Data supplied:
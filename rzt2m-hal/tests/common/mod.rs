#![allow(dead_code)]

use std::collections::VecDeque;

use rzt2m_hal::terminal::{EchoTerminal, Step};
use rzt2m_hal::transport::Transport;

/// A console line with TX wired back to RX after `latency` polls, and an
/// operator typing into the same RX.
///
/// The operator only types while nothing is in flight, so typed bytes never
/// interleave with the echo.
#[derive(Default)]
pub struct LoopbackLine {
    pub latency: usize,
    clock: usize,
    in_flight: VecDeque<(usize, u8)>,
    typed: VecDeque<u8>,
    /// Everything transmitted, in order.
    pub wire: Vec<u8>,
}

impl LoopbackLine {
    pub fn with_latency(latency: usize) -> Self {
        Self {
            latency,
            ..Default::default()
        }
    }

    pub fn type_bytes(&mut self, bytes: &[u8]) {
        self.typed.extend(bytes);
    }

    /// Puts `bytes` on the receive side as if sent earlier by someone else.
    pub fn inject_echo(&mut self, bytes: &[u8]) {
        let due = self.clock;
        self.in_flight.extend(bytes.iter().map(|&b| (due, b)));
    }

    pub fn is_quiet(&self) -> bool {
        self.in_flight.is_empty() && self.typed.is_empty()
    }
}

impl Transport for LoopbackLine {
    fn send_byte(&mut self, byte: u8) {
        self.wire.push(byte);
        self.in_flight.push_back((self.clock + self.latency, byte));
    }

    fn try_receive_byte(&mut self) -> Option<u8> {
        self.clock += 1;
        match self.in_flight.front() {
            Some(&(due, byte)) if due <= self.clock => {
                self.in_flight.pop_front();
                Some(byte)
            }
            Some(_) => None,
            None => self.typed.pop_front(),
        }
    }
}

/// Polls until the line is quiet and the terminal has seen it empty.
pub fn settle<const N: usize>(term: &mut EchoTerminal<&mut LoopbackLine, N>) -> Vec<Step> {
    let mut steps = Vec::new();
    loop {
        match term.poll() {
            Step::Idle if term.transport_mut().is_quiet() => return steps,
            Step::Idle => {}
            step => steps.push(step),
        }
    }
}

pub fn reply_for(line: &[u8]) -> Vec<u8> {
    let mut reply = b"You typed: ".to_vec();
    reply.extend_from_slice(line);
    reply.extend_from_slice(b"\r\n");
    reply
}
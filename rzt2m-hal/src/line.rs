//! Line assembly with terminal editing.
//!
//! Bytes are fed one at a time to a [`LineState`], which applies the editing
//! rules to a caller-provided buffer. [`LineReader`] owns a fixed buffer and
//! adds the blocking [`LineReader::read_line`]; [`read_line`] does the same for
//! a borrowed buffer.
//!
//! With [`CarriageReturn::Terminate`] (the interactive editor):
//!
//! - `\r` and `\n` commit the line. A `\n` directly after a `\r` is swallowed,
//!   so `\r\n` commits once.
//! - Backspace (0x08) and delete (0x7F) remove the last buffered byte, if any.
//! - Anything else is appended while there is room and dropped otherwise. A
//!   full buffer never commits on its own.
//!
//! With [`CarriageReturn::Ignore`] (raw link reads): `\r` is discarded, only
//! `\n` commits, editing bytes are ordinary data, and the line commits as soon
//! as the buffer is full.
//!
//! A buffer of `N` bytes holds at most `N - 1` bytes of line, the last slot
//! being reserved for a terminator.

use crate::transport::Transport;

/// Default line buffer size, terminator slot included.
pub const MAX_LINE: usize = 128;

pub const BACKSPACE: u8 = 0x08;
pub const DELETE: u8 = 0x7F;

#[derive(Debug, Default, Clone, Copy, PartialEq, Eq)]
pub enum CarriageReturn {
    /// `\r` commits the line, `\r\n` collapses into one commit.
    #[default]
    Terminate,
    /// `\r` is dropped.
    Ignore,
}

/// Outcome of feeding one byte.
#[derive(Debug, Clone, Copy, PartialEq, Eq)]
pub enum LineEvent {
    /// The byte was consumed and the line is still open.
    Pending,
    /// The line was committed with this many bytes.
    Committed(usize),
}

/// Editing state for a line held in an external buffer.
#[derive(Debug, Default, Clone, Copy, PartialEq, Eq)]
pub struct LineState {
    len: usize,
    last_was_cr: bool,
    committed: bool,
    policy: CarriageReturn,
}

impl LineState {
    pub const fn new(policy: CarriageReturn) -> Self {
        Self {
            len: 0,
            last_was_cr: false,
            committed: false,
            policy,
        }
    }

    pub fn len(&self) -> usize {
        self.len
    }

    pub fn is_empty(&self) -> bool {
        self.len == 0
    }

    pub fn policy(&self) -> CarriageReturn {
        self.policy
    }

    /// Drops the buffered bytes and forgets a pending `\r`.
    pub fn clear(&mut self) {
        self.len = 0;
        self.last_was_cr = false;
        self.committed = false;
    }

    /// Applies `byte` to the line held in `buf`.
    ///
    /// `buf` must be the same buffer across calls. A committed line stays in
    /// `buf[..len]` until the next byte is pushed, or past the swallowed `\n`
    /// of a `\r\n`.
    pub fn push(&mut self, buf: &mut [u8], byte: u8) -> LineEvent {
        let capacity = buf.len().saturating_sub(1);
        // The `\n` of a `\r\n` belongs to the line the `\r` committed.
        if self.last_was_cr && byte == b'\n' {
            self.last_was_cr = false;
            return LineEvent::Pending;
        }
        if self.committed {
            self.len = 0;
            self.committed = false;
        }

        match (byte, self.policy) {
            (b'\r', CarriageReturn::Ignore) => LineEvent::Pending,
            (b'\r' | b'\n', _) => {
                self.last_was_cr = byte == b'\r';
                self.commit()
            }
            (BACKSPACE | DELETE, CarriageReturn::Terminate) => {
                self.len = self.len.saturating_sub(1);
                self.last_was_cr = false;
                LineEvent::Pending
            }
            _ => {
                self.last_was_cr = false;
                if self.len < capacity {
                    buf[self.len] = byte;
                    self.len += 1;
                }
                if self.policy == CarriageReturn::Ignore && self.len == capacity {
                    return self.commit();
                }
                LineEvent::Pending
            }
        }
    }

    fn commit(&mut self) -> LineEvent {
        self.committed = true;
        LineEvent::Committed(self.len)
    }
}

/// A line editor with its own `N`-byte buffer.
#[derive(Debug, Clone)]
pub struct LineReader<const N: usize = MAX_LINE> {
    buf: [u8; N],
    state: LineState,
}

impl<const N: usize> Default for LineReader<N> {
    fn default() -> Self {
        Self::new()
    }
}

impl<const N: usize> LineReader<N> {
    /// An interactive editor.
    pub const fn new() -> Self {
        Self::with_policy(CarriageReturn::Terminate)
    }

    pub const fn with_policy(policy: CarriageReturn) -> Self {
        Self {
            buf: [0; N],
            state: LineState::new(policy),
        }
    }

    /// Most bytes a line can hold.
    pub const fn capacity(&self) -> usize {
        N.saturating_sub(1)
    }

    /// The current, or just committed, line.
    pub fn line(&self) -> &[u8] {
        &self.buf[..self.state.len()]
    }

    pub fn len(&self) -> usize {
        self.state.len()
    }

    pub fn is_empty(&self) -> bool {
        self.state.is_empty()
    }

    pub fn clear(&mut self) {
        self.state.clear();
    }

    pub fn push(&mut self, byte: u8) -> LineEvent {
        self.state.push(&mut self.buf, byte)
    }

    /// Spins on `transport` until a line is committed and returns it.
    pub fn read_line<T: Transport>(&mut self, transport: &mut T) -> &[u8] {
        read_into(transport, &mut self.state, &mut self.buf);
        self.line()
    }
}

/// Reads one interactively edited line into `buf`, returning its length.
///
/// The length is at most `buf.len() - 1`. Spins until a terminator arrives.
pub fn read_line<T: Transport>(transport: &mut T, buf: &mut [u8]) -> usize {
    let mut state = LineState::new(CarriageReturn::Terminate);
    read_into(transport, &mut state, buf)
}

fn read_into<T: Transport>(transport: &mut T, state: &mut LineState, buf: &mut [u8]) -> usize {
    if state.policy() == CarriageReturn::Ignore && buf.len() <= 1 {
        state.clear();
        return 0;
    }
    loop {
        if let LineEvent::Committed(len) = state.push(buf, transport.receive_byte()) {
            return len;
        }
    }
}

#[cfg(test)]
mod tests {
    use super::*;
    use crate::transport::tests::FakeLine;

    fn feed<const N: usize>(reader: &mut LineReader<N>, bytes: &[u8]) -> Vec<LineEvent> {
        bytes.iter().map(|&b| reader.push(b)).collect()
    }

    #[test]
    fn newline_commits_line() {
        let mut reader = LineReader::<MAX_LINE>::new();
        let events = feed(&mut reader, b"hello\n");
        assert_eq!(events.last(), Some(&LineEvent::Committed(5)));
        assert_eq!(reader.line(), b"hello");
    }

    #[test]
    fn carriage_return_commits_and_swallows_following_newline() {
        let mut reader = LineReader::<MAX_LINE>::new();
        let events = feed(&mut reader, b"ab\r\ncd\r\n");
        let commits: Vec<_> = events
            .iter()
            .filter(|e| matches!(e, LineEvent::Committed(_)))
            .collect();
        assert_eq!(commits, [&LineEvent::Committed(2), &LineEvent::Committed(2)]);
        assert_eq!(reader.line(), b"cd");
    }

    #[test]
    fn committed_line_survives_its_crlf_newline() {
        let mut reader = LineReader::<MAX_LINE>::new();
        reader.push(b'h');
        reader.push(b'i');
        assert_eq!(reader.push(b'\r'), LineEvent::Committed(2));
        assert_eq!(reader.line(), b"hi");
        assert_eq!(reader.push(b'\n'), LineEvent::Pending);
        assert_eq!(reader.line(), b"hi");

        reader.push(b'x');
        assert_eq!(reader.line(), b"x");
    }

    #[test]
    fn lone_newlines_each_commit_empty_lines() {
        let mut reader = LineReader::<MAX_LINE>::new();
        assert_eq!(reader.push(b'\n'), LineEvent::Committed(0));
        assert_eq!(reader.push(b'\n'), LineEvent::Committed(0));
        assert_eq!(reader.push(b'\r'), LineEvent::Committed(0));
        assert_eq!(reader.push(b'\r'), LineEvent::Committed(0));
        assert_eq!(reader.push(b'\n'), LineEvent::Pending);
    }

    #[test]
    fn backspace_and_delete_remove_last_byte() {
        let mut reader = LineReader::<MAX_LINE>::new();
        feed(&mut reader, b"abx\x08c\x7f\x7fd\n");
        assert_eq!(reader.line(), b"ad");
    }

    #[test]
    fn backspace_on_empty_line_is_noop() {
        let mut reader = LineReader::<MAX_LINE>::new();
        let events = feed(&mut reader, b"\x08\x7f\x08ok\n");
        assert_eq!(events.last(), Some(&LineEvent::Committed(2)));
        assert_eq!(reader.line(), b"ok");
    }

    #[test]
    fn backspace_breaks_crlf_pair() {
        let mut reader = LineReader::<MAX_LINE>::new();
        assert_eq!(reader.push(b'\r'), LineEvent::Committed(0));
        assert_eq!(reader.push(BACKSPACE), LineEvent::Pending);
        assert_eq!(reader.push(b'\n'), LineEvent::Committed(0));
    }

    #[test]
    fn overflow_is_dropped_without_commit() {
        let mut reader = LineReader::<4>::new();
        let events = feed(&mut reader, b"abcdef");
        assert!(events.iter().all(|e| *e == LineEvent::Pending));
        assert_eq!(reader.line(), b"abc");
        assert_eq!(reader.push(b'\n'), LineEvent::Committed(3));
    }

    #[test]
    fn backspace_after_overflow_edits_buffered_tail() {
        let mut reader = LineReader::<4>::new();
        feed(&mut reader, b"abcdef\x08z\n");
        assert_eq!(reader.line(), b"abz");
    }

    #[test]
    fn next_byte_starts_a_fresh_line() {
        let mut reader = LineReader::<MAX_LINE>::new();
        feed(&mut reader, b"first\n");
        assert_eq!(reader.line(), b"first");
        reader.push(b'x');
        assert_eq!(reader.line(), b"x");
    }

    #[test]
    fn ignore_policy_drops_carriage_returns() {
        let mut reader = LineReader::<MAX_LINE>::with_policy(CarriageReturn::Ignore);
        let events = feed(&mut reader, b"a\rb\r\n");
        assert_eq!(events.last(), Some(&LineEvent::Committed(2)));
        assert_eq!(reader.line(), b"ab");
    }

    #[test]
    fn ignore_policy_keeps_editing_bytes_and_commits_when_full() {
        let mut reader = LineReader::<4>::with_policy(CarriageReturn::Ignore);
        assert_eq!(reader.push(b'a'), LineEvent::Pending);
        assert_eq!(reader.push(BACKSPACE), LineEvent::Pending);
        assert_eq!(reader.push(b'c'), LineEvent::Committed(3));
        assert_eq!(reader.line(), b"a\x08c");
    }

    #[test]
    fn read_line_spins_until_terminator() {
        let mut link = FakeLine::default();
        link.silence(3);
        link.feed(b"hi");
        link.silence(2);
        link.feed(b"\r\nrest");

        let mut buf = [0u8; 16];
        let len = read_line(&mut link, &mut buf);

        assert_eq!(&buf[..len], b"hi");
        assert_eq!(link.script.len(), 5);
    }

    #[test]
    fn read_line_caps_length_below_buffer_size() {
        let mut link = FakeLine::with_input(b"0123456789\n");
        let mut buf = [0u8; 5];
        assert_eq!(read_line(&mut link, &mut buf), 4);
        assert_eq!(&buf[..4], b"0123");
    }

    #[test]
    fn raw_reader_returns_full_line_without_terminator() {
        let mut link = FakeLine::with_input(b"abcdefg");
        let mut reader = LineReader::<4>::with_policy(CarriageReturn::Ignore);
        assert_eq!(reader.read_line(&mut link), b"abc");
        assert_eq!(reader.read_line(&mut link), b"def");
    }

    #[test]
    fn raw_reader_with_no_room_reads_nothing() {
        let mut link = FakeLine::with_input(b"abc");
        let mut reader = LineReader::<1>::with_policy(CarriageReturn::Ignore);
        assert_eq!(reader.read_line(&mut link), b"");
        assert_eq!(link.polls, 0);
    }
}
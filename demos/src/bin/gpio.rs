#![no_std]
#![no_main]

#[macro_use]
extern crate rzt2m_hal;

use embedded_hal::digital::{InputPin, OutputPin};
use rzt2m_hal::delay::delay_cycles;
use rzt2m_hal::gpio::{Input, Output, P0_0, P0_1};
use rzt2m_hal::uart::*;
use rzt2m_hal::Peripheral;

/// Single core GPIO check: drive P0.0 high, read P0.1 back and report it on
/// SCI0.
#[rzt2m_hal::entry]
fn main() -> ! {
    let uart = Uart::new(UART0::take().unwrap(), UartConfig::default());
    rzt2m_hal::init_print(&uart);

    let mut out = Output::new(P0_0::take().unwrap());
    let mut input = Input::new(P0_1::take().unwrap());
    out.set_high().unwrap();
    delay_cycles(10_000);

    let level = if input.is_high().unwrap() { "HIGH" } else { "LOW" };
    println!("CPU{}: read P0.1 = {}", rzt2m_hal::cpu_id(), level);

    loop {
        delay_cycles(1_000_000);
    }
}

#[panic_handler]
fn panic(info: &core::panic::PanicInfo) -> ! {
    rzt2m_hal::print_panic(info);
    rzt2m_hal::idle_forever()
}
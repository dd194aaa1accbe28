use core::sync::atomic::{compiler_fence, Ordering};
use critical_section::RawRestoreState;

/// IRQ mask bit of the CPSR.
const CPSR_I: u32 = 1 << 7;

/// Single-core critical section: masks IRQs and restores the previous mask on
/// release. The restore state records whether IRQs were enabled on entry.
pub struct SingleCoreCriticalSection;

unsafe impl critical_section::Impl for SingleCoreCriticalSection {
    unsafe fn acquire() -> RawRestoreState {
        let cpsr: u32;
        core::arch::asm!("mrs {}, cpsr", out(reg) cpsr, options(nomem, nostack, preserves_flags));
        core::arch::asm!("cpsid i", options(nomem, nostack, preserves_flags));
        compiler_fence(Ordering::SeqCst);
        cpsr & CPSR_I == 0
    }

    unsafe fn release(was_enabled: RawRestoreState) {
        compiler_fence(Ordering::SeqCst);
        if was_enabled {
            core::arch::asm!("cpsie i", options(nomem, nostack, preserves_flags));
        }
    }
}
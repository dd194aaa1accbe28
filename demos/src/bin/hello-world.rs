#![no_std]
#![no_main]

#[macro_use]
extern crate rzt2m_hal;

use rzt2m_hal::uart::*;
use rzt2m_hal::Peripheral;

/// Greeting on the PL011 of Renode's generic Cortex-R52 platform.
#[rzt2m_hal::entry]
fn main() -> ! {
    let uart = Uart::new(PL011::take().unwrap(), UartConfig::default());
    rzt2m_hal::init_print(&uart);
    println!("\nHello, World!");
    rzt2m_hal::idle_forever()
}

#[panic_handler]
fn panic(info: &core::panic::PanicInfo) -> ! {
    rzt2m_hal::print_panic(info);
    rzt2m_hal::idle_forever()
}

Exercise directions:
Please output only the lines from the first line of the entries through the line with "reply.extend_from_slice(line);", both included, exactly as written.

Expected output:
filename rzt2m-hal/tests/common/mod.rs
#![allow(dead_code)]

use std::collections::VecDeque;

use rzt2m_hal::terminal::{EchoTerminal, Step};
use rzt2m_hal::transport::Transport;

/// A console line with TX wired back to RX after `latency` polls, and an
/// operator typing into the same RX.
///
/// The operator only types while nothing is in flight, so typed bytes never
/// interleave with the echo.
#[derive(Default)]
pub struct LoopbackLine {
    pub latency: usize,
    clock: usize,
    in_flight: VecDeque<(usize, u8)>,
    typed: VecDeque<u8>,
    /// Everything transmitted, in order.
    pub wire: Vec<u8>,
}

impl LoopbackLine {
    pub fn with_latency(latency: usize) -> Self {
        Self {
            latency,
            ..Default::default()
        }
    }

    pub fn type_bytes(&mut self, bytes: &[u8]) {
        self.typed.extend(bytes);
    }

    /// Puts `bytes` on the receive side as if sent earlier by someone else.
    pub fn inject_echo(&mut self, bytes: &[u8]) {
        let due = self.clock;
        self.in_flight.extend(bytes.iter().map(|&b| (due, b)));
    }

    pub fn is_quiet(&self) -> bool {
        self.in_flight.is_empty() && self.typed.is_empty()
    }
}

impl Transport for LoopbackLine {
    fn send_byte(&mut self, byte: u8) {
        self.wire.push(byte);
        self.in_flight.push_back((self.clock + self.latency, byte));
    }

    fn try_receive_byte(&mut self) -> Option<u8> {
        self.clock += 1;
        match self.in_flight.front() {
            Some(&(due, byte)) if due <= self.clock => {
                self.in_flight.pop_front();
                Some(byte)
            }
            Some(_) => None,
            None => self.typed.pop_front(),
        }
    }
}

/// Polls until the line is quiet and the terminal has seen it empty.
pub fn settle<const N: usize>(term: &mut EchoTerminal<&mut LoopbackLine, N>) -> Vec<Step> {
    let mut steps = Vec::new();
    loop {
        match term.poll() {
            Step::Idle if term.transport_mut().is_quiet() => return steps,
            Step::Idle => {}
            step => steps.push(step),
        }
    }
}

pub fn reply_for(line: &[u8]) -> Vec<u8> {
    let mut reply = b"You typed: ".to_vec();
    reply.extend_from_slice(line);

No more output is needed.